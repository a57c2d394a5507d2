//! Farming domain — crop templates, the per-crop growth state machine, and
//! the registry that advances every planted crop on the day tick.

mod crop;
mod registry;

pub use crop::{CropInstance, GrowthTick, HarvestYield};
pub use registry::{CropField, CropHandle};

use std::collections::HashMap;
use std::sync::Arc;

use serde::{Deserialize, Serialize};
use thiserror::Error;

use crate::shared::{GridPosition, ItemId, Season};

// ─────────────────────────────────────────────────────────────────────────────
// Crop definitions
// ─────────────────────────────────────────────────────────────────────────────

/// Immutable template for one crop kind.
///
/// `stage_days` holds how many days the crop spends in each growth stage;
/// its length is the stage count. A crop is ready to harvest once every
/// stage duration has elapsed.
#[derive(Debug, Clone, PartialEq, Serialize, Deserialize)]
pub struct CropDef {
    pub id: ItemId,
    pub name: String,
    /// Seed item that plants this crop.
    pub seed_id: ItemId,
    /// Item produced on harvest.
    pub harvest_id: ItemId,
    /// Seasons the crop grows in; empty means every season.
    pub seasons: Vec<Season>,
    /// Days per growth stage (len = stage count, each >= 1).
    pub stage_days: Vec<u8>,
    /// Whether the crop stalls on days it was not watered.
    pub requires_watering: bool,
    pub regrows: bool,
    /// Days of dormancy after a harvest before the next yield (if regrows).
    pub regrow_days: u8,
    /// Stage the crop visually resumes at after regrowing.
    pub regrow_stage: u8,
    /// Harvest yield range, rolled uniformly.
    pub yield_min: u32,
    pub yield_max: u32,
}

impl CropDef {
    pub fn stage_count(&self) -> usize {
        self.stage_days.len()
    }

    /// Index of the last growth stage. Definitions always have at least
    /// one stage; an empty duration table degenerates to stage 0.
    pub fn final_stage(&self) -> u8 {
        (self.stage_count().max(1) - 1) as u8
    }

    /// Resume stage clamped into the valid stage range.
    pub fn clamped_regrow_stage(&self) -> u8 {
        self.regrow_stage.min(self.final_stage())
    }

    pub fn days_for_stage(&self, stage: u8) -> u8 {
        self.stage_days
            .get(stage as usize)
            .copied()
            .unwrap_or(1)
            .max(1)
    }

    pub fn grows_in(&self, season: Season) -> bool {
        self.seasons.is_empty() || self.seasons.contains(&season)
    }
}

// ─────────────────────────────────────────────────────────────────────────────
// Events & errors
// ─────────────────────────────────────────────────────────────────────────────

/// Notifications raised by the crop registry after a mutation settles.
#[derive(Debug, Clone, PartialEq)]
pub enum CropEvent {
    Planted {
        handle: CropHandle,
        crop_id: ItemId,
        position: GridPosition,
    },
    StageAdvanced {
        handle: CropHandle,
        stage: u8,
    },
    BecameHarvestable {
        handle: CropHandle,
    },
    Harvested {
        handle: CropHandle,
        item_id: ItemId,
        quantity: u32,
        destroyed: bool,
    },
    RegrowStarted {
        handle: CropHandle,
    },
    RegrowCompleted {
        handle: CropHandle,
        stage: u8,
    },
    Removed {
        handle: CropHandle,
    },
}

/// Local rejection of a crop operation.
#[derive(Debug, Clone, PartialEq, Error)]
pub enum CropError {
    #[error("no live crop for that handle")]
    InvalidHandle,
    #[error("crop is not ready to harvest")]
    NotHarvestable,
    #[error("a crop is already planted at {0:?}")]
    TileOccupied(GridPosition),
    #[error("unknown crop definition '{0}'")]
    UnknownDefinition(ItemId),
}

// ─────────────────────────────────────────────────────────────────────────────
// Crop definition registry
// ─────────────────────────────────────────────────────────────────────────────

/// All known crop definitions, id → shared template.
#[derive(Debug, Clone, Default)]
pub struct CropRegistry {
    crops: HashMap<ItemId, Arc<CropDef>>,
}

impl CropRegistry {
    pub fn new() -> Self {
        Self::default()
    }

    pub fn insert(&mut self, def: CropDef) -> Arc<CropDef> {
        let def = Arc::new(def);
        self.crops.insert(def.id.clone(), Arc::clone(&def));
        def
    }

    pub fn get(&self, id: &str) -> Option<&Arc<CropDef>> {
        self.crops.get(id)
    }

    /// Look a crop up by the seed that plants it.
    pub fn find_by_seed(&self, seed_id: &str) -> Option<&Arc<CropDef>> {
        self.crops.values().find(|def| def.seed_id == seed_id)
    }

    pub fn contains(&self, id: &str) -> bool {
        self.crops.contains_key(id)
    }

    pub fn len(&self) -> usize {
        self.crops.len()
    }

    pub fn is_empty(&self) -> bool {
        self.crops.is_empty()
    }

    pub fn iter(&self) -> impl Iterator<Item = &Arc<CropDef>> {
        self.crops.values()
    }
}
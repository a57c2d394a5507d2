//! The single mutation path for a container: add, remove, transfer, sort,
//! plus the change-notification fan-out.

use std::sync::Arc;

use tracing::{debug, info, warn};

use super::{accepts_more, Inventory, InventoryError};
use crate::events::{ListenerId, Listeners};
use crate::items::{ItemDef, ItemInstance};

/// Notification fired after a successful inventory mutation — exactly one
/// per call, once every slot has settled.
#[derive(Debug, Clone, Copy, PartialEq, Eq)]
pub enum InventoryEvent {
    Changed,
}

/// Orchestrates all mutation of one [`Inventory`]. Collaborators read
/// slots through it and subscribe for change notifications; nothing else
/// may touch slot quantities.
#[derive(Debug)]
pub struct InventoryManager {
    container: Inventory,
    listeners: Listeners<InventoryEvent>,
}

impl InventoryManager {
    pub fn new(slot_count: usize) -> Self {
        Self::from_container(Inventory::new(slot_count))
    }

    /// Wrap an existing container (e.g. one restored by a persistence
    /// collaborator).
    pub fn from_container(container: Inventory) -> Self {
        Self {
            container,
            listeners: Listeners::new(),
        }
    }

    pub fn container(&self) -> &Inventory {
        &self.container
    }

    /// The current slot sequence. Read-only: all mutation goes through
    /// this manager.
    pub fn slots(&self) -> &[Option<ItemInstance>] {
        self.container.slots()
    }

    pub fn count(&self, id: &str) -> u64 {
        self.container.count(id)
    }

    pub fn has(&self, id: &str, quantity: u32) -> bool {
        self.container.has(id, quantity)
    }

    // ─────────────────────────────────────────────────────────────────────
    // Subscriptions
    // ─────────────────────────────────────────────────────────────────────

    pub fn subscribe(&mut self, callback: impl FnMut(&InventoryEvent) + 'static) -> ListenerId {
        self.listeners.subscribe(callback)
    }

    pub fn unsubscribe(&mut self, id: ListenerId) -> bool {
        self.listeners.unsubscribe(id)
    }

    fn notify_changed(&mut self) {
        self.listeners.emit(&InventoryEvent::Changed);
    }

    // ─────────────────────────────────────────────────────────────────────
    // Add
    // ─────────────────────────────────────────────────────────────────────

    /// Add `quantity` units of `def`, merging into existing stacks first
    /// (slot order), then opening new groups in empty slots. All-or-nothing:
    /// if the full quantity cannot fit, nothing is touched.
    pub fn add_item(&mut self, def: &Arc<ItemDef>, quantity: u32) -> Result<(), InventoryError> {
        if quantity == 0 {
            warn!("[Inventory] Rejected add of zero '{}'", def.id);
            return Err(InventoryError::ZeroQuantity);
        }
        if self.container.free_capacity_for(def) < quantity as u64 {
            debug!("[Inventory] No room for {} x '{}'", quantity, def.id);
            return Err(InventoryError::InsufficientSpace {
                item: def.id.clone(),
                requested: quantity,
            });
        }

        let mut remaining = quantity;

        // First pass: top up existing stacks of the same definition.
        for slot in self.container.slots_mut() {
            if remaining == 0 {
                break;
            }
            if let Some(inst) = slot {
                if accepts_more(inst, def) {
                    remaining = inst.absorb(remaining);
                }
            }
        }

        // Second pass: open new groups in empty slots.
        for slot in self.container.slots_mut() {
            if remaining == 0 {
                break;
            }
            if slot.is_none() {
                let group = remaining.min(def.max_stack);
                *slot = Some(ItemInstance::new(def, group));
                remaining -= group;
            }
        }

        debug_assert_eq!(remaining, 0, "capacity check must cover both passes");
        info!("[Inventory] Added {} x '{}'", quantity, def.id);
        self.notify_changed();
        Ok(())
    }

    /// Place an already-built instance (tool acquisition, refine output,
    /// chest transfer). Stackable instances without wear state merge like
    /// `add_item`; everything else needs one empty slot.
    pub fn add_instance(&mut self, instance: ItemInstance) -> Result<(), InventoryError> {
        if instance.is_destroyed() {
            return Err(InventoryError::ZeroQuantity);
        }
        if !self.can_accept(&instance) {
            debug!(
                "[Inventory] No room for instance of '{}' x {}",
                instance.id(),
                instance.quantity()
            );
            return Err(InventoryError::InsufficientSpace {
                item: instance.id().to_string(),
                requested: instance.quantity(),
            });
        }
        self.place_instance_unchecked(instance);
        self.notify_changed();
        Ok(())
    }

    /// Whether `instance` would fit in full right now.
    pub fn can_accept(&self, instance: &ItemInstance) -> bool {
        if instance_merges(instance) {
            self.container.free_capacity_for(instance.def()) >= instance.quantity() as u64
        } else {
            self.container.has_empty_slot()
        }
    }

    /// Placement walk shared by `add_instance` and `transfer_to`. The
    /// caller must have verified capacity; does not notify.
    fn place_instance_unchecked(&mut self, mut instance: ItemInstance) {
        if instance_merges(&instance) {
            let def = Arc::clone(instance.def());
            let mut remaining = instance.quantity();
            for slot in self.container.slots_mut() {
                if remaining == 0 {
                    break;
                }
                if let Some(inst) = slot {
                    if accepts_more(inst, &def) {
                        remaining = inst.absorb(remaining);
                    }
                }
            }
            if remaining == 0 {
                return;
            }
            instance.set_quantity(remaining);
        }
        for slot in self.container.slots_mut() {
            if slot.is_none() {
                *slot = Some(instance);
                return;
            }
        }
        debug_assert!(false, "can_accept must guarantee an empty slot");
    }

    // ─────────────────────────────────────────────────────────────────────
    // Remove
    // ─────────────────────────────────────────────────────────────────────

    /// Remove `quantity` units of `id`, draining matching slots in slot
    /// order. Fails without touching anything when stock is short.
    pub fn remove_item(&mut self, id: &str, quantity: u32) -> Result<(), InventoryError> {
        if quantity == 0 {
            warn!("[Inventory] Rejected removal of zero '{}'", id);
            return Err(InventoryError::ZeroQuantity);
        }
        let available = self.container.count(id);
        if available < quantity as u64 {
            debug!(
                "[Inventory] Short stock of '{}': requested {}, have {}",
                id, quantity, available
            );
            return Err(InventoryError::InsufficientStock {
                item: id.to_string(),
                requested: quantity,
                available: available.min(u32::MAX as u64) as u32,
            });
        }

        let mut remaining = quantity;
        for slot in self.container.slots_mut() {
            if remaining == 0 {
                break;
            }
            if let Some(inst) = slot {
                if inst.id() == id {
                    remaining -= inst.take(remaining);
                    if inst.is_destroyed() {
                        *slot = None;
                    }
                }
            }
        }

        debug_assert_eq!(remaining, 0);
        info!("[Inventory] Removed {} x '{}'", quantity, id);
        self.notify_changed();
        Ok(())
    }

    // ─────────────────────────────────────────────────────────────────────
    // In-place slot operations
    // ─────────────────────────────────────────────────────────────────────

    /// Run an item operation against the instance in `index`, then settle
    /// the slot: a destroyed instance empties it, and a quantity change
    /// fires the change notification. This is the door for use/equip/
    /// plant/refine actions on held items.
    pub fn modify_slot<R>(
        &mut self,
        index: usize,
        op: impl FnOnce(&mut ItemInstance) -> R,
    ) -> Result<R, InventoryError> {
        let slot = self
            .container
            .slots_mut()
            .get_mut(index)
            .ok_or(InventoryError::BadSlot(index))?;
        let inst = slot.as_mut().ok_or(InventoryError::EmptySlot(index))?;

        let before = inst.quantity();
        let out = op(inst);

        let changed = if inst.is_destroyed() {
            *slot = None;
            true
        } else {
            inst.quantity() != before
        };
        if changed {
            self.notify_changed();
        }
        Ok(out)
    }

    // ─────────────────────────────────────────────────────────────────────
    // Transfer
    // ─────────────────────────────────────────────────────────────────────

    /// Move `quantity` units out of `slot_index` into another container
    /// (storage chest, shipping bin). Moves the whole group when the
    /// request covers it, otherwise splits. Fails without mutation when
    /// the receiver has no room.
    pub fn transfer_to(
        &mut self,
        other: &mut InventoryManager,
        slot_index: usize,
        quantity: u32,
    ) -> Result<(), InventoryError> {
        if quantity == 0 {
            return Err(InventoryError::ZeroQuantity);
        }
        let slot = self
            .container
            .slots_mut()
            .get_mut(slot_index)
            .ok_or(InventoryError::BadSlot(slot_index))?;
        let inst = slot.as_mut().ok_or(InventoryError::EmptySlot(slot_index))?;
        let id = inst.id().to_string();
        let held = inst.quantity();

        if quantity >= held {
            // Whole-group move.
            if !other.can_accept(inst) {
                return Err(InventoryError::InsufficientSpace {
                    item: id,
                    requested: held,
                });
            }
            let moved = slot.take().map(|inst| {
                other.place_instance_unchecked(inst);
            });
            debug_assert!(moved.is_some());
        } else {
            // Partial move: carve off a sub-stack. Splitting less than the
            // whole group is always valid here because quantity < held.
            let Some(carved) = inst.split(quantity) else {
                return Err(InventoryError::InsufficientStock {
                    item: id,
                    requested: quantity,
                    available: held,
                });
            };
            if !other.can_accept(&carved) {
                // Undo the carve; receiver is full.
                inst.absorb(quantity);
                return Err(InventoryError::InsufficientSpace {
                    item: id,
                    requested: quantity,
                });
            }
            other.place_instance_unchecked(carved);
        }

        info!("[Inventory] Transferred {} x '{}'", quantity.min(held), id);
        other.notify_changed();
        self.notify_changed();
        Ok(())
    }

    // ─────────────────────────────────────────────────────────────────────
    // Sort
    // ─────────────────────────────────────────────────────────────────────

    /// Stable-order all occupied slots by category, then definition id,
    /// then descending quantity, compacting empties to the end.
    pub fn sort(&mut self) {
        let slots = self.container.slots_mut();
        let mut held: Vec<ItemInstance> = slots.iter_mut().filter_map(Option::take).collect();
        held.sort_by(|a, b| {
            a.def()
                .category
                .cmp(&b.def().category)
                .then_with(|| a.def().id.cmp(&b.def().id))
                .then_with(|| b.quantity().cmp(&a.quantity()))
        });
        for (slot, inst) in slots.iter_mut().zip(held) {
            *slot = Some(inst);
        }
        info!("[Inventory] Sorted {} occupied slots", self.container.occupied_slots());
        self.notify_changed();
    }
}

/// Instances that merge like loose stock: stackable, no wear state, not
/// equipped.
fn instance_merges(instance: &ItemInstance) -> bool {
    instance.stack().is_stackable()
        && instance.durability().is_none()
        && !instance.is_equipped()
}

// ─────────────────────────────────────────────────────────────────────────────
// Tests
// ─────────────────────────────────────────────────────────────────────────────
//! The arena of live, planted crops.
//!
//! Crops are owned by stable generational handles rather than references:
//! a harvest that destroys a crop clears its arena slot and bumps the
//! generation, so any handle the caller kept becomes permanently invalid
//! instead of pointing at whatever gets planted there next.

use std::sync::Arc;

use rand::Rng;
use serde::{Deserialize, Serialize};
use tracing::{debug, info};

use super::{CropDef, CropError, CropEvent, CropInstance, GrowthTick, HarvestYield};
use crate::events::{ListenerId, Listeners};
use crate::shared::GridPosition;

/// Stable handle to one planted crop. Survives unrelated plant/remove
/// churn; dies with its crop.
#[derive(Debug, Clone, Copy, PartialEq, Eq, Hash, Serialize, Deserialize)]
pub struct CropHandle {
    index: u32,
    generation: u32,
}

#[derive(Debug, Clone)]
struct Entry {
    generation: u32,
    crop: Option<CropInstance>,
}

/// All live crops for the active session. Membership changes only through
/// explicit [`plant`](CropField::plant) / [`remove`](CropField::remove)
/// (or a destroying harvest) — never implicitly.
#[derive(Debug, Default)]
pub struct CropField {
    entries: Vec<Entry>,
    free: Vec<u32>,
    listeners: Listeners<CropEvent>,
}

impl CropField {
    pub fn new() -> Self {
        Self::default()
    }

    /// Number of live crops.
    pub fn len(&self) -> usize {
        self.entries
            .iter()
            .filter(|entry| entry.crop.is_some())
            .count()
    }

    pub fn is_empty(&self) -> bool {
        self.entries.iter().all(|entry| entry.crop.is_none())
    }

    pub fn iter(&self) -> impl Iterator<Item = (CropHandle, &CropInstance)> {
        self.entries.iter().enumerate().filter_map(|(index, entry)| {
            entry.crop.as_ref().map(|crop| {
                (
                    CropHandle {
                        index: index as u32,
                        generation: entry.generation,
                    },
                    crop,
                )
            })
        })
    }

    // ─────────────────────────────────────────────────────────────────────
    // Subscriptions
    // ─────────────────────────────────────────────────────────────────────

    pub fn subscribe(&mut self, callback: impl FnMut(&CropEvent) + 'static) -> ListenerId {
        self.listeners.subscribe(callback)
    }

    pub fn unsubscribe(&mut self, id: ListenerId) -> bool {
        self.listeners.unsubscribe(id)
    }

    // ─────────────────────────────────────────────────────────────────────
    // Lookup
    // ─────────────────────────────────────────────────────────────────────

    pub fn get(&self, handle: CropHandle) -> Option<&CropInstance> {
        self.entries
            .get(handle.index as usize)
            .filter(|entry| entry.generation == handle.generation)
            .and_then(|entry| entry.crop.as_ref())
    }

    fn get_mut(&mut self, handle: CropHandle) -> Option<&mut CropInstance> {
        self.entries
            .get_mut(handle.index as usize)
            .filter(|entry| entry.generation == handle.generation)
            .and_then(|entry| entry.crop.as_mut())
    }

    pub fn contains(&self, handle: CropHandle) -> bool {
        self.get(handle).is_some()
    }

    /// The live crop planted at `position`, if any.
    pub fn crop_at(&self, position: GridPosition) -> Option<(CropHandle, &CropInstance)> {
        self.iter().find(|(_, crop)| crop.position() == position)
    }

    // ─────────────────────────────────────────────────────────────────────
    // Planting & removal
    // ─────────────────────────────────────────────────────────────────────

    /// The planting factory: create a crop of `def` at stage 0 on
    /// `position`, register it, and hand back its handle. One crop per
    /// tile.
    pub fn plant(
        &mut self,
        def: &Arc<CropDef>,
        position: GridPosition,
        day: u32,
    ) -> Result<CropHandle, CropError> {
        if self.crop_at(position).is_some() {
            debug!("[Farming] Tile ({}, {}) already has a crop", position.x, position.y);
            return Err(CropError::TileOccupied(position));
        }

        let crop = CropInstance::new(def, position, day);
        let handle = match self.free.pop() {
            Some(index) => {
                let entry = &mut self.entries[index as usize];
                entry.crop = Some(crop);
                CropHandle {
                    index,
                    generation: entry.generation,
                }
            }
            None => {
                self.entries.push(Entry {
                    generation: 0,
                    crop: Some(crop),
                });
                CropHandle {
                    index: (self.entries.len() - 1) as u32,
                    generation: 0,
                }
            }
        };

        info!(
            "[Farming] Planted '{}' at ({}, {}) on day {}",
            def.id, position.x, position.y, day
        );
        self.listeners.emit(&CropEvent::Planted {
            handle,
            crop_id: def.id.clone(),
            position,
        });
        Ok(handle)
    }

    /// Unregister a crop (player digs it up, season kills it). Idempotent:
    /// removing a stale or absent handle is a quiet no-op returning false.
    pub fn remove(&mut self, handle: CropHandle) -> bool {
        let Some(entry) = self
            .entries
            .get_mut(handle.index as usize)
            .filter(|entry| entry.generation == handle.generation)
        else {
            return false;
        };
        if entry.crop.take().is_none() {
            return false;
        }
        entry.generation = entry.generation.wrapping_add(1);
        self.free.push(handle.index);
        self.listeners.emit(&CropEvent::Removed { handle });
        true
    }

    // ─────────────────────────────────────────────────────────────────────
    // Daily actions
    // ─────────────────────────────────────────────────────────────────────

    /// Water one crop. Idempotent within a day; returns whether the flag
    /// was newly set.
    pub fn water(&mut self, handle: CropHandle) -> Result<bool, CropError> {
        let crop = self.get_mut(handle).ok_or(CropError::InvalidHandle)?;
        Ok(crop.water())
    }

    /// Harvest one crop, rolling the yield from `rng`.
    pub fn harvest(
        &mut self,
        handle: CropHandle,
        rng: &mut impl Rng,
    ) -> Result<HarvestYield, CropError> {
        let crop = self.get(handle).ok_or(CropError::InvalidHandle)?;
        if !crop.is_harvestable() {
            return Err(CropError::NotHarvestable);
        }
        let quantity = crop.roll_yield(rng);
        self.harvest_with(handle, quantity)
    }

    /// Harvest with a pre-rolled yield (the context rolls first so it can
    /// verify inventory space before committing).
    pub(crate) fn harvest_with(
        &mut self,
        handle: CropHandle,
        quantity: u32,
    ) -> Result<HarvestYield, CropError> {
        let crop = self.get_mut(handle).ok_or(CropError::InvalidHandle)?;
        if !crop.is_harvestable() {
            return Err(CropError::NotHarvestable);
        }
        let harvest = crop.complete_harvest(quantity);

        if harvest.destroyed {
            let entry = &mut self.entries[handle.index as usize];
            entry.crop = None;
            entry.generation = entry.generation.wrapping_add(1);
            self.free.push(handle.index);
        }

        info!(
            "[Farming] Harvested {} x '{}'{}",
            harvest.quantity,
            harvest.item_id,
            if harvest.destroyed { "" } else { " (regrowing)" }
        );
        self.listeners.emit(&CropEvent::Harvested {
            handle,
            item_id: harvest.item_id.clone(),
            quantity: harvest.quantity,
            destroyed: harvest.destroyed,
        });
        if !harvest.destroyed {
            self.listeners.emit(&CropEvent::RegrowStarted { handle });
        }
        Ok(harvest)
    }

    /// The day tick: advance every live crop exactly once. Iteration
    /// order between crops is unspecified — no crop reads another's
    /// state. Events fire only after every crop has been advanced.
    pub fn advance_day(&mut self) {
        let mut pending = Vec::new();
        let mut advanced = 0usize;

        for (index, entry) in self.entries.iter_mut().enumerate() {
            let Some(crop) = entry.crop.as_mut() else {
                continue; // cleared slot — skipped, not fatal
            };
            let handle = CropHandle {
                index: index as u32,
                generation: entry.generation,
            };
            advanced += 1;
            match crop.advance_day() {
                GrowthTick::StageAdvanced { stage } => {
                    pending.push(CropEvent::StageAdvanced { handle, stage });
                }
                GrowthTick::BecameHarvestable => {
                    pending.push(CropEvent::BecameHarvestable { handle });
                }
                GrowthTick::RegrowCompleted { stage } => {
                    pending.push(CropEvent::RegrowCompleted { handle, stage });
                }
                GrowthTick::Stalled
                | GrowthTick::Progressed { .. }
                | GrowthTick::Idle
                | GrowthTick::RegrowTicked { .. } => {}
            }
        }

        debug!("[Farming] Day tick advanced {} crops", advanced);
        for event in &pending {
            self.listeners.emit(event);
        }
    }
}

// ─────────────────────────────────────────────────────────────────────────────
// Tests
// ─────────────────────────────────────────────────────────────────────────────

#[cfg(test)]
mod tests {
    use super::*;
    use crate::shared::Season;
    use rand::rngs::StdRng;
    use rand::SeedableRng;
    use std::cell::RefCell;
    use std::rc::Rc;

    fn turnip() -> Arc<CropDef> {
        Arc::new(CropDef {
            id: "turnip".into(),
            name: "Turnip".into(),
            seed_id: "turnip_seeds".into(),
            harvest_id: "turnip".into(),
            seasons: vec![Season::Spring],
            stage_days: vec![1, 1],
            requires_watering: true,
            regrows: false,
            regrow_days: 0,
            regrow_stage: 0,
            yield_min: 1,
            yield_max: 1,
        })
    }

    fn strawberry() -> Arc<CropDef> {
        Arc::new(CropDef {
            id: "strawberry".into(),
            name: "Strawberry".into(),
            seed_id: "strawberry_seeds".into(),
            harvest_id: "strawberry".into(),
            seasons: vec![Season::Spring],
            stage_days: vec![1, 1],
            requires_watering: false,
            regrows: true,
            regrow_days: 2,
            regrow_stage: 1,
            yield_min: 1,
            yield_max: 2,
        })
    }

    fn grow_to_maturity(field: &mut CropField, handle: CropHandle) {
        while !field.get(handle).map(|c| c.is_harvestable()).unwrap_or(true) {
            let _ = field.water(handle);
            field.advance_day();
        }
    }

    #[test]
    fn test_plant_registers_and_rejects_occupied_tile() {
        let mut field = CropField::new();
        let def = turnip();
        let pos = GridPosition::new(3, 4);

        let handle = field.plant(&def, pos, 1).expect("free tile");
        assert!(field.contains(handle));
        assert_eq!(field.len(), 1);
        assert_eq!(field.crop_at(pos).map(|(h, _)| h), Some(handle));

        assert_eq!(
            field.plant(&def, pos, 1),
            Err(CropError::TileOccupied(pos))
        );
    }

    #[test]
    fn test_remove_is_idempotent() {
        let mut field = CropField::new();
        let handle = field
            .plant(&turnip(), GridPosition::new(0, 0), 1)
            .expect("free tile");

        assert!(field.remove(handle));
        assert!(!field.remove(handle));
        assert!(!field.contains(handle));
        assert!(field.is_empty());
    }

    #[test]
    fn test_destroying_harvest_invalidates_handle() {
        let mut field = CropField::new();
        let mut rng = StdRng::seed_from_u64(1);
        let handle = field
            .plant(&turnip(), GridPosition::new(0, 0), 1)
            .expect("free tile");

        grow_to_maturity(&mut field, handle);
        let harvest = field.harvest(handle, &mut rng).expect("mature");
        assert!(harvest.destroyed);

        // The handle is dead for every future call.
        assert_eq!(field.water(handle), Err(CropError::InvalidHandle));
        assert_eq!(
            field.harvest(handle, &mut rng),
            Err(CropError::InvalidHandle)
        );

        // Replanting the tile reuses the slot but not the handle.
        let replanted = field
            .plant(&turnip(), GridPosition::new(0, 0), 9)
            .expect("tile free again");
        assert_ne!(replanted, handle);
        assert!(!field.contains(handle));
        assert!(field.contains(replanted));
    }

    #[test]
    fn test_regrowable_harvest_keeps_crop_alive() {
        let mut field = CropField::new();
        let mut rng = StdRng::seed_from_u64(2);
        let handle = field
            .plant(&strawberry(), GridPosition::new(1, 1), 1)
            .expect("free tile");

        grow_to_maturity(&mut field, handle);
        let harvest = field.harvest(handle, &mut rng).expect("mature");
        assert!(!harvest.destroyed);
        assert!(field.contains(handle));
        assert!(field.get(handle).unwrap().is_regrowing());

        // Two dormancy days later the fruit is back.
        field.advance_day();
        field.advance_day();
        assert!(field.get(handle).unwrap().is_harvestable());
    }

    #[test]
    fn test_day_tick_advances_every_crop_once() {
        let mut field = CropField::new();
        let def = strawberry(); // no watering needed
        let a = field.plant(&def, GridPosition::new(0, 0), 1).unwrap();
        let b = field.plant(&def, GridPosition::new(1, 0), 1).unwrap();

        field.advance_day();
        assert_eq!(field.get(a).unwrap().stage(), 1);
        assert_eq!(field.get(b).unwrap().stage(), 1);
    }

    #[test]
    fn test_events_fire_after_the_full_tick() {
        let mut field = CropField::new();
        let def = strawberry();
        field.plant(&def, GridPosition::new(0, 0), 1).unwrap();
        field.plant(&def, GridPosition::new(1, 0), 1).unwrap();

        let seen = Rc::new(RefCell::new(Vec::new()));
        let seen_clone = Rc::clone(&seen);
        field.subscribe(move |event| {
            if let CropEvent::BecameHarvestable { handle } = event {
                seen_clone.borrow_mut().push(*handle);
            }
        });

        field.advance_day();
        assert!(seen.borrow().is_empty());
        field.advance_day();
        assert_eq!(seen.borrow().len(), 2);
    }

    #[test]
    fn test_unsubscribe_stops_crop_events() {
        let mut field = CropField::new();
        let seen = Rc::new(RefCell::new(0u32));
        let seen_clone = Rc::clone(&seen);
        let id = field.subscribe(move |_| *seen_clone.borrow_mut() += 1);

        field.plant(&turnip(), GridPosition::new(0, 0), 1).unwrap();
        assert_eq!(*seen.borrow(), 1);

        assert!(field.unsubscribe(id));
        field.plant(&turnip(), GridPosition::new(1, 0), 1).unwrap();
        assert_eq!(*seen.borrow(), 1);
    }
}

EXERCISE PROMPT: Reproduce the lines above, beginning at the line with "first so it can" and stopping after the line with "exactly once. Iteration", exactly as they are.

ANSWER FOR THIS EXERCISE:
    /// Harvest with a pre-rolled yield (the context rolls first so it can
    /// verify inventory space before committing).
    pub(crate) fn harvest_with(
        &mut self,
        handle: CropHandle,
        quantity: u32,
    ) -> Result<HarvestYield, CropError> {
        let crop = self.get_mut(handle).ok_or(CropError::InvalidHandle)?;
        if !crop.is_harvestable() {
            return Err(CropError::NotHarvestable);
        }
        let harvest = crop.complete_harvest(quantity);

        if harvest.destroyed {
            let entry = &mut self.entries[handle.index as usize];
            entry.crop = None;
            entry.generation = entry.generation.wrapping_add(1);
            self.free.push(handle.index);
        }

        info!(
            "[Farming] Harvested {} x '{}'{}",
            harvest.quantity,
            harvest.item_id,
            if harvest.destroyed { "" } else { " (regrowing)" }
        );
        self.listeners.emit(&CropEvent::Harvested {
            handle,
            item_id: harvest.item_id.clone(),
            quantity: harvest.quantity,
            destroyed: harvest.destroyed,
        });
        if !harvest.destroyed {
            self.listeners.emit(&CropEvent::RegrowStarted { handle });
        }
        Ok(harvest)
    }

    /// The day tick: advance every live crop exactly once. Iteration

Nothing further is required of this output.